16 Ocak 2016 Cumartesi

MEHMETLİ MİLLETİ KLASİKLERİ


AHMEDE XANİ

Hiç mümkün mü felek çarkından,
Bizim için de bir yıldız çıksın.

Bahtımız bize yar olsun;
Bir defalık uykudan uyanır olsun.

Bizden de cihanın sığınağı bir padişah çıksın
Yani bize de bir padişah olarak peyda oluversin
(Kültür ve Turizm Bakanlığı, 2014)




Bu beyitler, Ahmede Xani’nin  Mem u Zin adlı manzum eserinden alınma. Aslında bizdeki Leyla ile Mecnun, Aslı ile Kerem gibi şiirsel hikayelerin farklı bir düzlemdeki devamı. Yani millet olarak ortak bir kişilik dillendirmesi. Her ne kadar Kürt aşiretlerinin övgüleri, yiğitlikleri, gayretleri,  meziyetleri,  tembellikleri beyanında da olsa bu dizeler  Leyla ile Mecnun’un o kendine has duruşuyla aynıdır. Yani bir bakıma Anadolu’da, daha kapsamlı söylersek Doğu’da yaşayan İslam milletinin tarz ı  ifadedesidir bu. Ancak tek bir farkla. O da şu:  Bütün içindeki bir meselenin yani Kürtlerin dünyaya bir padişah, bir lider  çıkarması bahsinin ön plana çekilmiş olması. Bu, ısrarla vurgulanır eserde. Gerçi Ahmede Xani’nin, ortak bir kişilik etrafında bir millet olma anlayışından ziyade Kürtçülük ideologu gibi hareket etmesi,  17. Yüzyılda yaşamış biri için bir erken dönem milliyetçilik anlamına gelebilir mi? Bilmiyorum. Gelse de  bunun ehemmniyeti yok. Çünkü İslam’ın Doğu’ya konumlandırdığı  bir öz düzen vardır. Bu da kişilikle millet olma anlayışıdır. Doğrusunu söylemek gerekir ya, bu: siyasetimizdeki Allah’ın hakkıdır. Bu hakkı gözetmeyenler ya etkisiz kalıyorlar ya da yok olmaya yazgılı dururlar İslam topraklarında.

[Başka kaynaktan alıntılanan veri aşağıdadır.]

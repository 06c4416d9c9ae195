use runner_run::CommandRunner;
use std::collections::HashMap;

#[test]
fn test_command_without_sudo() {
    let runner = CommandRunner::new();
    let command = runner.command("chmod", vec!["+x", "/tmp/gitlab-runner"]);

    assert_eq!(command.get_program(), "chmod");
    let args: Vec<_> = command.get_args().collect();
    assert_eq!(args, vec!["+x", "/tmp/gitlab-runner"]);
}

#[test]
fn test_command_with_sudo() {
    let runner = CommandRunner::new().with_sudo(true);
    assert!(runner.is_sudo());

    let command = runner.command("chmod", vec!["+x", "/usr/local/bin/gitlab-runner"]);

    assert_eq!(command.get_program(), "sudo");
    let args: Vec<_> = command.get_args().collect();
    assert_eq!(args, vec!["chmod", "+x", "/usr/local/bin/gitlab-runner"]);
}

#[test]
fn test_command_with_sudo_program() {
    let runner = CommandRunner::new()
        .with_sudo(true)
        .with_sudo_program("/usr/bin/doas");
    let command = runner.command("mkdir", vec!["-p", "/opt/runner"]);

    assert_eq!(command.get_program(), "/usr/bin/doas");
    let args: Vec<_> = command.get_args().collect();
    assert_eq!(args, vec!["mkdir", "-p", "/opt/runner"]);
}

#[test]
fn test_sudo_program_ignored_without_sudo() {
    let runner = CommandRunner::new().with_sudo_program("/usr/bin/doas");
    let command = runner.command("mkdir", vec!["-p", "/opt/runner"]);
    assert_eq!(command.get_program(), "mkdir");
}

#[test]
fn test_output_is_trimmed() {
    let output = CommandRunner::new()
        .output("echo", vec!["hello runner"])
        .unwrap();
    assert_eq!(output, "hello runner");
}

#[test]
fn test_output_uses_cwd_and_envs() {
    let dir = tempfile::tempdir().unwrap();
    let cwd = std::fs::canonicalize(dir.path()).unwrap();

    let runner = CommandRunner::new().with_cwd(&cwd);
    assert_eq!(
        runner.output("pwd", Vec::<String>::new()).unwrap(),
        cwd.to_str().unwrap()
    );

    let mut envs = HashMap::new();
    envs.insert("RUNNER_RUN_TEST".to_string(), "present".to_string());
    let runner = CommandRunner::new().with_extra_envs(envs);
    assert_eq!(
        runner
            .output("sh", vec!["-c", "echo $RUNNER_RUN_TEST"])
            .unwrap(),
        "present"
    );
}

#[test]
fn test_run_success_and_failure() {
    let runner = CommandRunner::new();
    assert!(runner.run("true", Vec::<String>::new()).is_ok());

    let err = runner.run("false", Vec::<String>::new()).unwrap_err();
    assert!(err.to_string().contains("Command failed"));
}

#[test]
fn test_output_failure_carries_stderr() {
    let err = CommandRunner::new()
        .output("sh", vec!["-c", "echo broken >&2; exit 3"])
        .unwrap_err();
    assert!(err.to_string().contains("broken"));
}

#[test]
fn test_missing_program() {
    let err = CommandRunner::new()
        .run("runner-run-no-such-program", Vec::<String>::new())
        .unwrap_err();
    assert_eq!(err.kind(), std::io::ErrorKind::NotFound);
}
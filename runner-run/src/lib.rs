use std::{
    collections::HashMap,
    io::{self, BufReader, Read, Write},
    path::{Path, PathBuf},
    process::{Command, Stdio},
    thread,
};

fn forward_output(source: impl Read, mut sink: impl Write) -> io::Result<()> {
    let mut reader = BufReader::new(source);
    let mut buffer = [0; 1024];

    loop {
        let n = reader.read(&mut buffer)?;
        if n == 0 {
            break;
        }
        sink.write_all(&buffer[0..n])?;
        // Flush per chunk so progress output from the child shows up immediately
        sink.flush()?;
    }

    Ok(())
}

fn run_cmd_and_stream_output(cmd: &mut Command) -> Result<(), io::Error> {
    let mut child = cmd.spawn()?;

    let stdout = child
        .stdout
        .take()
        .ok_or_else(|| io::Error::other("failed to capture stdout"))?;
    let stderr = child
        .stderr
        .take()
        .ok_or_else(|| io::Error::other("failed to capture stderr"))?;

    let stdout_thread = thread::spawn(move || forward_output(stdout, io::stdout()));
    let stderr_thread = thread::spawn(move || forward_output(stderr, io::stderr()));

    let status = child.wait()?;

    stdout_thread
        .join()
        .map_err(|_| io::Error::other("stdout forwarding thread panicked"))??;
    stderr_thread
        .join()
        .map_err(|_| io::Error::other("stderr forwarding thread panicked"))??;

    if !status.success() {
        return Err(io::Error::other(format!(
            "Command failed with exit code: {}",
            status
        )));
    }

    Ok(())
}

/// Builds and runs external commands, optionally elevated through `sudo`.
#[derive(Debug, Default, Clone)]
pub struct CommandRunner {
    cwd: Option<PathBuf>,
    extra_envs: HashMap<String, String>,
    sudo: bool,
    sudo_program: Option<PathBuf>,
}

impl CommandRunner {
    pub fn new() -> CommandRunner {
        CommandRunner::default()
    }

    pub fn with_cwd(self, cwd: impl Into<PathBuf>) -> CommandRunner {
        CommandRunner {
            cwd: Some(cwd.into()),
            ..self
        }
    }

    pub fn with_extra_envs(self, extra_envs: HashMap<String, String>) -> CommandRunner {
        CommandRunner { extra_envs, ..self }
    }

    /// When enabled every command is executed as `sudo <cmd> <args..>`.
    pub fn with_sudo(self, sudo: bool) -> CommandRunner {
        CommandRunner { sudo, ..self }
    }

    /// Elevates through `program` instead of `sudo`, e.g. `doas`.
    pub fn with_sudo_program(self, program: impl Into<PathBuf>) -> CommandRunner {
        CommandRunner {
            sudo_program: Some(program.into()),
            ..self
        }
    }

    pub fn is_sudo(&self) -> bool {
        self.sudo
    }

    pub fn command(&self, cmd: impl Into<PathBuf>, args: Vec<impl Into<String>>) -> Command {
        let cmd = cmd.into();
        let mut command = if self.sudo {
            let mut command = Command::new(
                self.sudo_program
                    .as_deref()
                    .unwrap_or_else(|| Path::new("sudo")),
            );
            command.arg(cmd);
            command
        } else {
            Command::new(cmd)
        };
        command.args(args.into_iter().map(Into::into).collect::<Vec<String>>());
        if let Some(cwd) = &self.cwd {
            command.current_dir(cwd);
        }
        command.envs(&self.extra_envs);
        command
    }

    /// Runs the command, forwarding its stdout and stderr to ours as it is produced.
    pub fn run(&self, cmd: impl Into<PathBuf>, args: Vec<impl Into<String>>) -> io::Result<()> {
        let mut command = self.command(cmd, args);
        command.stdout(Stdio::piped());
        command.stderr(Stdio::piped());

        tracing::debug!(?command, "running command");
        run_cmd_and_stream_output(&mut command)
    }

    /// Runs the command and returns its trimmed stdout.
    pub fn output(
        &self,
        cmd: impl Into<PathBuf>,
        args: Vec<impl Into<String>>,
    ) -> io::Result<String> {
        let mut command = self.command(cmd, args);

        tracing::debug!(?command, "capturing command output");
        let output = command.output()?;
        if !output.status.success() {
            return Err(io::Error::other(format!(
                "Command failed with exit code: {}: {}",
                output.status,
                String::from_utf8_lossy(&output.stderr).trim()
            )));
        }

        Ok(String::from_utf8_lossy(&output.stdout).trim().to_string())
    }
}
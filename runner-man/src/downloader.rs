use std::{
    fs::{self, File},
    io::{self, BufWriter, Read, Write},
    path::Path,
    time::Duration,
};

use indicatif::{ProgressBar, ProgressStyle};
use reqwest::blocking::Client;

use crate::error::{InstallError, Result};

const USER_AGENT: &str = concat!(env!("CARGO_PKG_NAME"), "/", env!("CARGO_PKG_VERSION"));

pub struct Downloader {
    client: Client,
    progress: bool,
}

impl Downloader {
    pub fn new(progress: bool) -> Result<Self> {
        let client = Client::builder()
            .user_agent(USER_AGENT)
            .build()
            .map_err(InstallError::Client)?;
        Ok(Self { client, progress })
    }

    /// Bar sized to `len`, or a spinner when the server sent no length.
    /// Hidden when progress is disabled.
    pub fn progress_bar(&self, dest: &Path, len: Option<u64>) -> ProgressBar {
        if !self.progress {
            return ProgressBar::hidden();
        }

        let pb = match len {
            Some(len) => ProgressBar::new(len).with_style(
                ProgressStyle::default_bar()
                    .template(
                        "{prefix:.bold} [{elapsed}] {wide_bar:.green} {bytes}/{total_bytes} {msg}",
                    )
                    .unwrap_or_else(|_| ProgressStyle::default_bar())
                    .progress_chars("█▇▆▅▄▃▂▁  "),
            ),
            None => {
                let pb = ProgressBar::new_spinner().with_style(
                    ProgressStyle::default_spinner()
                        .template("{spinner:.green} {prefix:.bold} [{elapsed}] {bytes} {msg}")
                        .unwrap_or_else(|_| ProgressStyle::default_spinner()),
                );
                pb.enable_steady_tick(Duration::from_millis(120));
                pb
            }
        };
        if let Some(name) = dest.file_name() {
            pb.set_prefix(name.to_string_lossy().into_owned());
        }
        pb.set_message("downloading");
        pb
    }

    /// Streams `url` into `dest`, truncating whatever was there. Returns the
    /// number of bytes written.
    pub fn download(&self, url: &str, dest: &Path) -> Result<u64> {
        tracing::debug!(%url, dest = %dest.display(), "starting download");

        let mut response = self
            .client
            .get(url)
            .send()
            .map_err(|source| InstallError::Download {
                url: url.to_string(),
                source,
            })?;

        if !response.status().is_success() {
            return Err(InstallError::HttpStatus {
                url: url.to_string(),
                status: response.status(),
            });
        }

        let pb = self.progress_bar(dest, response.content_length());

        let written = write_stream(&mut response, dest, &pb).map_err(|source| {
            pb.abandon_with_message("failed");
            InstallError::Write {
                path: dest.to_path_buf(),
                source,
            }
        })?;
        pb.finish_with_message("downloaded");

        tracing::debug!(bytes = written, "download finished");
        Ok(written)
    }
}

/// Copies `reader` into a freshly created `dest`, advancing `pb` as bytes land.
pub fn write_stream(reader: &mut impl Read, dest: &Path, pb: &ProgressBar) -> io::Result<u64> {
    let mut writer = pb.wrap_write(BufWriter::new(File::create(dest)?));
    let written = io::copy(reader, &mut writer)?;
    writer.flush()?;
    Ok(written)
}

/// Sets mode `0o755` on `path`.
pub fn make_executable(path: &Path) -> io::Result<()> {
    use std::os::unix::fs::PermissionsExt;

    let mut perms = fs::metadata(path)?.permissions();
    perms.set_mode(0o755);
    fs::set_permissions(path, perms)
}
//! Opaque timestamp text.

use serde::{Deserialize, Serialize};
use std::fmt;

/// A pre-formatted timestamp as stored in the journal.
///
/// The store keeps timestamps as opaque text. Formatting is the caller's
/// job, which keeps files written by older builds (or other tools) readable
/// regardless of the format they used.
#[derive(Clone, Debug, Hash, Eq, PartialEq, Serialize, Deserialize)]
#[serde(transparent)]
pub struct Timestamp(String);

impl Timestamp {
    /// Wrap already formatted text.
    pub fn new(raw: impl Into<String>) -> Self {
        Self(raw.into())
    }

    /// The stored text.
    pub fn as_str(&self) -> &str {
        &self.0
    }
}

impl fmt::Display for Timestamp {
    fn fmt(&self, f: &mut fmt::Formatter<'_>) -> fmt::Result {
        f.write_str(&self.0)
    }
}
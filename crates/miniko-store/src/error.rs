//! Store error type.

/// Errors surfaced by the store. A missing task is not an error.
#[derive(Debug, thiserror::Error)]
pub enum StoreError {
    /// The database could not be opened, read or written.
    #[error("database error: {0}")]
    Database(#[from] rusqlite::Error),

    /// The directory holding the database could not be created.
    #[error("IO error: {0}")]
    Io(#[from] std::io::Error),

    /// A stored row does not describe a valid task.
    #[error("corrupt row in {table}.{column}: {detail}")]
    CorruptRow {
        /// Table the row was read from.
        table: &'static str,
        /// Offending column.
        column: &'static str,
        /// What was wrong with the value.
        detail: String,
    },
}
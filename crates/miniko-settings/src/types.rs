//! Settings type definitions.
//!
//! All types use `#[serde(rename_all = "camelCase", default)]` so a settings
//! file may set any subset of fields; the rest keep their defaults.

use std::path::PathBuf;

use chrono::format::{Item, StrftimeItems};
use serde::{Deserialize, Serialize};

use crate::errors::{Result, SettingsError};

/// File name used when no database path is configured.
pub const DEFAULT_DATABASE_NAME: &str = "miniko.db";

/// Timestamp format written for new entries (e.g. `2024/01/31, 18:05`).
pub const DEFAULT_TIMESTAMP_FORMAT: &str = "%Y/%m/%d, %H:%M";

/// Root settings type.
///
/// ```json
/// {
///   "database": { "path": "/home/me/journal/miniko.db" },
///   "journal": { "timestampFormat": "%Y-%m-%d %H:%M" },
///   "logging": { "level": "debug", "json": true }
/// }
/// ```
#[derive(Clone, Debug, Default, PartialEq, Eq, Serialize, Deserialize)]
#[serde(rename_all = "camelCase", default)]
pub struct MinikoSettings {
    /// Where the journal lives.
    pub database: DatabaseSettings,
    /// How entries are stamped.
    pub journal: JournalSettings,
    /// Diagnostic output.
    pub logging: LoggingSettings,
}

impl MinikoSettings {
    /// Check values that deserialize fine but cannot be used.
    pub fn validate(&self) -> Result<()> {
        self.journal.validate()
    }
}

/// Database location.
#[derive(Clone, Debug, Default, PartialEq, Eq, Serialize, Deserialize)]
#[serde(rename_all = "camelCase", default)]
pub struct DatabaseSettings {
    /// Explicit database file. When unset, `miniko.db` next to the
    /// executable is used.
    #[serde(skip_serializing_if = "Option::is_none")]
    pub path: Option<PathBuf>,
}

impl DatabaseSettings {
    /// The configured path, or the default beside the running executable.
    ///
    /// Falls back to the working directory when the executable location
    /// cannot be determined.
    pub fn resolve_path(&self) -> PathBuf {
        if let Some(path) = &self.path {
            return path.clone();
        }
        std::env::current_exe()
            .ok()
            .and_then(|exe| exe.parent().map(|dir| dir.join(DEFAULT_DATABASE_NAME)))
            .unwrap_or_else(|| PathBuf::from(DEFAULT_DATABASE_NAME))
    }
}

/// Entry stamping.
#[derive(Clone, Debug, PartialEq, Eq, Serialize, Deserialize)]
#[serde(rename_all = "camelCase", default)]
pub struct JournalSettings {
    /// `chrono` strftime format for creation and completion times.
    pub timestamp_format: String,
}

impl Default for JournalSettings {
    fn default() -> Self {
        Self {
            timestamp_format: DEFAULT_TIMESTAMP_FORMAT.to_string(),
        }
    }
}

impl JournalSettings {
    fn validate(&self) -> Result<()> {
        if self.timestamp_format.trim().is_empty() {
            return Err(SettingsError::InvalidValue {
                key: "journal.timestampFormat",
                reason: "must not be empty".to_string(),
            });
        }
        if StrftimeItems::new(&self.timestamp_format).any(|item| matches!(item, Item::Error)) {
            return Err(SettingsError::InvalidValue {
                key: "journal.timestampFormat",
                reason: format!("{:?} is not a valid strftime format", self.timestamp_format),
            });
        }
        Ok(())
    }
}

/// Log output.
#[derive(Clone, Debug, PartialEq, Eq, Serialize, Deserialize)]
#[serde(rename_all = "camelCase", default)]
pub struct LoggingSettings {
    /// Default filter directive. `RUST_LOG` takes precedence.
    pub level: String,
    /// Emit JSON lines instead of human-readable output.
    pub json: bool,
}

impl Default for LoggingSettings {
    fn default() -> Self {
        Self {
            level: "warn".to_string(),
            json: false,
        }
    }
}
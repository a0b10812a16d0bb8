//! # miniko-store
//!
//! `SQLite` persistence for the task journal.
//!
//! Every [`TaskStore`] operation runs inside its own [`Session`]: a fresh
//! connection and transaction that commits when the operation succeeds,
//! rolls back when it fails, and is closed before control returns.

#![deny(unsafe_code)]

pub mod error;
pub mod row_helpers;
pub mod schema;
pub mod session;
pub mod task_store;

pub use error::StoreError;
pub use session::Session;
pub use task_store::TaskStore;
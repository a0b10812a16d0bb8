//! Task lifecycle types.
//!
//! ```text
//! Open ──complete──▶ Done
//!   │                  │
//!   └──delete──▶ (removed) ◀──delete──┘
//! ```
//!
//! There is no transition from `Done` back to `Open`.

use std::fmt;

use serde::{Deserialize, Serialize};
use thiserror::Error;

use crate::ids::TaskId;
use crate::timestamp::Timestamp;

/// Lifecycle state of a task.
#[derive(Clone, Copy, Debug, PartialEq, Eq, Hash, Serialize, Deserialize)]
#[serde(rename_all = "snake_case")]
pub enum TaskStatus {
    /// Recorded but not finished.
    Open,
    /// Finished; carries a completion timestamp.
    Done,
}

/// A status flag that is neither `Y` nor `N`.
#[derive(Debug, Clone, PartialEq, Eq, Error)]
#[error("unknown task status flag: {0:?}")]
pub struct UnknownStatus(pub String);

impl TaskStatus {
    /// The `is_done` column value for this status.
    pub fn as_sql(self) -> &'static str {
        match self {
            Self::Open => "N",
            Self::Done => "Y",
        }
    }

    /// Parse an `is_done` column value.
    pub fn from_sql(flag: &str) -> Result<Self, UnknownStatus> {
        match flag {
            "N" => Ok(Self::Open),
            "Y" => Ok(Self::Done),
            other => Err(UnknownStatus(other.to_string())),
        }
    }
}

impl fmt::Display for TaskStatus {
    fn fmt(&self, f: &mut fmt::Formatter<'_>) -> fmt::Result {
        match self {
            Self::Open => write!(f, "open"),
            Self::Done => write!(f, "done"),
        }
    }
}

/// A task that has not been completed yet.
#[derive(Clone, Debug, PartialEq, Eq, Serialize, Deserialize)]
pub struct OpenTask {
    /// Store-assigned id.
    pub id: TaskId,
    /// Entry text, fixed at creation.
    pub description: String,
    /// When the entry was recorded.
    pub created_at: Timestamp,
}

impl OpenTask {
    /// Finish this task. The id, description and creation time carry over.
    pub fn complete(self, completed_at: Timestamp) -> DoneTask {
        DoneTask {
            id: self.id,
            description: self.description,
            created_at: self.created_at,
            completed_at,
        }
    }
}

/// A completed task.
#[derive(Clone, Debug, PartialEq, Eq, Serialize, Deserialize)]
pub struct DoneTask {
    /// Store-assigned id.
    pub id: TaskId,
    /// Entry text, fixed at creation.
    pub description: String,
    /// When the entry was recorded.
    pub created_at: Timestamp,
    /// When the entry was marked done.
    pub completed_at: Timestamp,
}

/// Either state of a task.
#[derive(Clone, Debug, PartialEq, Eq, Serialize, Deserialize)]
#[serde(tag = "status", rename_all = "snake_case")]
pub enum Task {
    /// Not finished yet.
    Open(OpenTask),
    /// Finished.
    Done(DoneTask),
}

impl Task {
    /// Store-assigned id.
    pub fn id(&self) -> TaskId {
        match self {
            Self::Open(t) => t.id,
            Self::Done(t) => t.id,
        }
    }

    /// Entry text.
    pub fn description(&self) -> &str {
        match self {
            Self::Open(t) => &t.description,
            Self::Done(t) => &t.description,
        }
    }

    /// Creation time.
    pub fn created_at(&self) -> &Timestamp {
        match self {
            Self::Open(t) => &t.created_at,
            Self::Done(t) => &t.created_at,
        }
    }

    /// Completion time; `None` for open tasks.
    pub fn completed_at(&self) -> Option<&Timestamp> {
        match self {
            Self::Open(_) => None,
            Self::Done(t) => Some(&t.completed_at),
        }
    }

    /// Which lifecycle state this task is in.
    pub fn status(&self) -> TaskStatus {
        match self {
            Self::Open(_) => TaskStatus::Open,
            Self::Done(_) => TaskStatus::Done,
        }
    }
}

impl From<OpenTask> for Task {
    fn from(task: OpenTask) -> Self {
        Self::Open(task)
    }
}

impl From<DoneTask> for Task {
    fn from(task: DoneTask) -> Self {
        Self::Done(task)
    }
}

/// All tasks in the journal, split by status.
///
/// Each list keeps store order (creation order).
#[derive(Clone, Debug, Default, PartialEq, Eq, Serialize, Deserialize)]
pub struct TaskListing {
    /// Tasks still to do.
    pub open: Vec<OpenTask>,
    /// Finished tasks.
    pub done: Vec<DoneTask>,
}

impl TaskListing {
    /// Route a task into the list matching its status.
    pub fn push(&mut self, task: Task) {
        match task {
            Task::Open(t) => self.open.push(t),
            Task::Done(t) => self.done.push(t),
        }
    }

    /// Whether both lists are empty.
    pub fn is_empty(&self) -> bool {
        self.open.is_empty() && self.done.is_empty()
    }

    /// Total number of tasks.
    pub fn len(&self) -> usize {
        self.open.len() + self.done.len()
    }

    /// Whether `id` appears in either list.
    pub fn contains(&self, id: TaskId) -> bool {
        self.open.iter().any(|t| t.id == id) || self.done.iter().any(|t| t.id == id)
    }
}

Ama Ahmede Xani’nin de hakkını yemeyelim. Her ne kadar beyan olarak Kürtlerin şu özellikleri bu üstünlükleri üstünedir dese de manzumesinde, eseri, özü bakımdan ortak kişilik ele geçiriyor. Yapıttaki asıl kahraman çünkü Mem yani Memo yani Mehmet’ tir. Muhammed (S.A.V.)’in Mehmedi.  Yani Mehmetli Milleti’nden bir bireydir, Memo. Köklerde Ahmede Hani’nin Mem’iyle  askerimiz olan Mehmetçik arasında bir fark yoktur.  Türklerin, Kürtlerin ve Arap’ların ortak hikayesidir bu siyaset. Fatihlerin, Selahaddin Eyyübilerin, Leyla İle Mecnunların sigortasıdır.

Yeprem Türk



MEHMETLİ EDEBİYATI veya KİŞİLİK MİLLETİ KLASİKLERİ ÇİLE & NECİP FAZIL KISAKÜREK




Trenler gitmeseydi
Yolda gezen kızları
Rüzgar eritmeseydi
Döşekler yalnızları,
Dürtmese, itmeseydi
Şarkılar bitmeseydi
               (Ne İleri, Ne Geri)

Cemiyet iç ve gizli hayatıyle uyur ve rüyasını şair görür ve sayıklamalarını şair zapteder.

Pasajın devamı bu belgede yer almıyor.